En su esencia, el progresismo no representa una ideología de ruptura, sino de transformación estructural y ampliación de derechos. Se sustenta en la justicia social, la inclusión, la sostenibilidad y la participación ciudadana. Sus políticas buscan fortalecer la educación, la salud, la protección ambiental y las oportunidades económicas para los sectores históricamente marginados. La experiencia de países como Uruguay o México demuestra que, con instituciones sólidas y consensos amplios, es posible reducir la pobreza y consolidar la cohesión social sin poner en riesgo la democracia.

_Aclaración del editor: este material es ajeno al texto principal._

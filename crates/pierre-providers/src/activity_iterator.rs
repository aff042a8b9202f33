// ABOUTME: Streaming activity iterator for memory-efficient paginated fetching
// ABOUTME: Implements futures::Stream for async iteration over large activity histories
//
// SPDX-License-Identifier: MIT OR Apache-2.0
// Copyright (c) 2025 Pierre Fitness Intelligence

//! # Streaming Activity Iterator
//!
//! This module provides memory-efficient streaming over paginated activity data.
//! Instead of loading all activities into a `Vec<Activity>`, the iterator lazily
//! fetches pages on demand, keeping memory usage bounded.
//!
//! ## Design Pattern
//!
//! Follows the pattern of `std::io::Lines` - a buffered iterator that fetches
//! data lazily. Since provider methods are async, we implement `futures::Stream`
//! rather than `std::iter::Iterator`.
//!
//! ## Example Usage
//!
//! ```rust,no_run
//! use futures_util::StreamExt;
//! use pierre_mcp_server::providers::activity_iterator::ActivityStreamExt;
//!
//! async fn process_activities(provider: &dyn pierre_mcp_server::providers::CoreFitnessProvider) {
//!     let mut stream = provider.activities_stream(50);
//!
//!     while let Some(result) = stream.next().await {
//!         match result {
//!             Ok(activity) => println!("Activity: {}", activity.name()),
//!             Err(e) => eprintln!("Error: {}", e),
//!         }
//!     }
//! }
//! ```
//!
//! ## Memory Efficiency
//!
//! For a user with 1000 activities fetched in pages of 50:
//! - **Vec approach**: Allocates memory for all 1000 activities at once
//! - **Stream approach**: Holds at most 50 activities in buffer at any time

use std::collections::VecDeque;
use std::pin::Pin;

use async_stream::try_stream;
use futures_util::Stream;

use crate::core::FitnessProvider;
use crate::errors::provider::ProviderError;
use crate::models::Activity;
use crate::pagination::{Cursor, PaginationParams};

/// Default page size for activity streaming
pub const DEFAULT_PAGE_SIZE: usize = 50;

/// Minimum page size to prevent excessive API calls
pub const MIN_PAGE_SIZE: usize = 10;

/// Maximum page size to prevent memory issues
pub const MAX_PAGE_SIZE: usize = 200;

/// Configuration for activity streaming behavior
#[derive(Debug, Clone, Copy)]
pub struct StreamConfig {
    /// Number of activities to fetch per page
    pub page_size: usize,
    /// Maximum total activities to fetch (None for unlimited)
    pub max_activities: Option<usize>,
}

impl Default for StreamConfig {
    fn default() -> Self {
        Self {
            page_size: DEFAULT_PAGE_SIZE,
            max_activities: None,
        }
    }
}

impl StreamConfig {
    /// Create configuration with specified page size
    #[must_use]
    pub fn with_page_size(page_size: usize) -> Self {
        Self {
            page_size: page_size.clamp(MIN_PAGE_SIZE, MAX_PAGE_SIZE),
            max_activities: None,
        }
    }

    /// Set maximum number of activities to fetch
    #[must_use]
    pub const fn with_max_activities(mut self, max: usize) -> Self {
        self.max_activities = Some(max);
        self
    }
}

/// Type alias for the activity stream returned by `activities_stream`
pub type ActivityStream<'a> =
    Pin<Box<dyn Stream<Item = Result<Activity, ProviderError>> + Send + 'a>>;

/// Create a streaming iterator over activities from a provider
///
/// This function creates a `Stream` that lazily fetches activities page by page,
/// yielding each activity individually. The stream maintains an internal buffer
/// and automatically fetches the next page when the buffer is exhausted.
///
/// # Arguments
///
/// * `provider` - The fitness provider to fetch activities from
/// * `config` - Configuration controlling page size and limits
///
/// # Returns
///
/// A pinned boxed Stream that yields `Result<Activity, ProviderError>`
///
/// # Example
///
/// ```rust,no_run
/// use futures_util::StreamExt;
/// use pierre_mcp_server::providers::activity_iterator::{create_activity_stream, StreamConfig};
///
/// async fn example(provider: &dyn pierre_mcp_server::providers::CoreFitnessProvider) {
///     let config = StreamConfig::with_page_size(25).with_max_activities(100);
///     let mut stream = create_activity_stream(provider, config);
///
///     while let Some(result) = stream.next().await {
///         match result {
///             Ok(activity) => println!("Activity: {}", activity.name()),
///             Err(e) => eprintln!("Error: {}", e),
///         }
///     }
/// }
/// ```
pub fn create_activity_stream(
    provider: &dyn FitnessProvider,
    config: StreamConfig,
) -> ActivityStream<'_> {
    let page_size = config.page_size.clamp(MIN_PAGE_SIZE, MAX_PAGE_SIZE);
    let max_activities = config.max_activities;

    Box::pin(try_stream! {
        let mut buffer: VecDeque<Activity> = VecDeque::new();
        let mut next_cursor: Option<Cursor> = None;
        let mut yielded_count: usize = 0;
        let mut exhausted = false;

        loop {
            // Check if we've hit the max activities limit
            if let Some(max) = max_activities {
                if yielded_count >= max {
                    break;
                }
            }

            // Try to yield from buffer first
            if let Some(activity) = buffer.pop_front() {
                yielded_count += 1;
                yield activity;
                continue;
            }

            // Buffer is empty - check if we've exhausted all pages
            if exhausted {
                break;
            }

            // Fetch next page
            let params = PaginationParams::forward(next_cursor.take(), page_size);

            let page = provider.get_activities_cursor(&params).await.map_err(|e| {
                // Convert AppError to ProviderError
                ProviderError::ApiError {
                    provider: provider.name().to_owned(),
                    status_code: 500,
                    message: e.to_string(),
                    retryable: false,
                }
            })?;

            // Add activities to buffer
            buffer.extend(page.items);

            // Update cursor and exhaustion state
            if page.has_more {
                next_cursor = page.next_cursor;
            } else {
                exhausted = true;
            }
        }
    })
}

/// Extension trait for creating activity streams from providers
pub trait ActivityStreamExt {
    /// Create a streaming iterator over all activities
    ///
    /// # Arguments
    ///
    /// * `page_size` - Number of activities to fetch per API call
    ///
    /// # Example
    ///
    /// ```rust,no_run
    /// use futures_util::StreamExt;
    /// use pierre_mcp_server::providers::activity_iterator::ActivityStreamExt;
    ///
    /// async fn example(provider: &dyn pierre_mcp_server::providers::CoreFitnessProvider) {
    ///     let mut stream = provider.activities_stream(50);
    ///     while let Some(result) = stream.next().await {
    ///         println!("Got activity: {:?}", result);
    ///     }
    /// }
    /// ```
    fn activities_stream(&self, page_size: usize) -> ActivityStream<'_>;

    /// Create a streaming iterator with custom configuration
    fn activities_stream_with_config(&self, config: StreamConfig) -> ActivityStream<'_>;

    /// Create a streaming iterator with a maximum number of activities
    ///
    /// This is a convenience method for limiting the total number of activities
    /// fetched, useful for getting "recent N activities" efficiently.
    fn activities_stream_limited(
        &self,
        page_size: usize,
        max_activities: usize,
    ) -> ActivityStream<'_>;
}

impl<T: FitnessProvider> ActivityStreamExt for T {
    fn activities_stream(&self, page_size: usize) -> ActivityStream<'_> {
        create_activity_stream(self, StreamConfig::with_page_size(page_size))
    }

    fn activities_stream_with_config(&self, config: StreamConfig) -> ActivityStream<'_> {
        create_activity_stream(self, config)
    }

    fn activities_stream_limited(
        &self,
        page_size: usize,
        max_activities: usize,
    ) -> ActivityStream<'_> {
        let config = StreamConfig::with_page_size(page_size).with_max_activities(max_activities);
        create_activity_stream(self, config)
    }
}

impl ActivityStreamExt for dyn FitnessProvider + '_ {
    fn activities_stream(&self, page_size: usize) -> ActivityStream<'_> {
        create_activity_stream(self, StreamConfig::with_page_size(page_size))
    }

    fn activities_stream_with_config(&self, config: StreamConfig) -> ActivityStream<'_> {
        create_activity_stream(self, config)
    }

    fn activities_stream_limited(
        &self,
        page_size: usize,
        max_activities: usize,
    ) -> ActivityStream<'_> {
        let config = StreamConfig::with_page_size(page_size).with_max_activities(max_activities);
        create_activity_stream(self, config)
    }
}

impl ActivityStreamExt for dyn FitnessProvider + Send + '_ {
    fn activities_stream(&self, page_size: usize) -> ActivityStream<'_> {
        create_activity_stream(self, StreamConfig::with_page_size(page_size))
    }

    fn activities_stream_with_config(&self, config: StreamConfig) -> ActivityStream<'_> {
        create_activity_stream(self, config)
    }

    fn activities_stream_limited(
        &self,
        page_size: usize,
        max_activities: usize,
    ) -> ActivityStream<'_> {
        let config = StreamConfig::with_page_size(page_size).with_max_activities(max_activities);
        create_activity_stream(self, config)
    }
}

impl ActivityStreamExt for dyn FitnessProvider + Send + Sync + '_ {
    fn activities_stream(&self, page_size: usize) -> ActivityStream<'_> {
        create_activity_stream(self, StreamConfig::with_page_size(page_size))
    }

    fn activities_stream_with_config(&self, config: StreamConfig) -> ActivityStream<'_> {
        create_activity_stream(self, config)
    }

    fn activities_stream_limited(
        &self,
        page_size: usize,
        max_activities: usize,
    ) -> ActivityStream<'_> {
        let config = StreamConfig::with_page_size(page_size).with_max_activities(max_activities);
        create_activity_stream(self, config)
    }
}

No obstante, cada proceso se desarrolla en un contexto propio. En Colombia, el Gobierno de Gustavo Petro ha iniciado su gestión en medio de una fuerte polarización, con resistencias que van desde el Congreso hasta sectores empresariales, mediáticos y judiciales. La derecha tradicional, cómoda en su papel de administradora del statu quo, ha reaccionado con una mezcla de escepticismo y hostilidad, incluso recurriendo a contactos internacionales para desacreditar al país. Esa actitud revela algo más profundo: una educación política que nos ha enseñado a temer al cambio.

Durante décadas se nos enseñó que “más vale malo conocido que bueno por conocer”. Esa mentalidad conservadora, que privilegia la comodidad frente al desafío de transformar, ha condicionado nuestra vida pública. Nos hemos habituado a convivir con desigualdades extremas, servicios precarios y violencias estructurales, siempre que la rutina no se altere. El progresismo, al confrontar ese miedo colectivo, despierta esperanza y también resistencia.

El gran desafío colombiano consiste en convertir esa resistencia en participación consciente. Como señaló Albert Bandura, las personas aprenden observando, y desarrollan su sentido de agencia: la capacidad de actuar y transformar su entorno. En esa línea el progresismo no pretende imponer obediencia sino fortalecer el empoderamiento colectivo, la convicción de que la sociedad puede ser protagonista de su propio destino.

Esta primera entrega, de una serie sobre el proceso de transformación en curso, busca invitar a la reflexión, no a la idolatría. El cambio que se vive no es una amenaza, es una oportunidad histórica para construir una Colombia más humana, justa y equitativa. Rechazar ese debate en nombre de la “seguridad” o la “tradición” es condenarnos a repetir el pasado que, como país, anhelamos superar.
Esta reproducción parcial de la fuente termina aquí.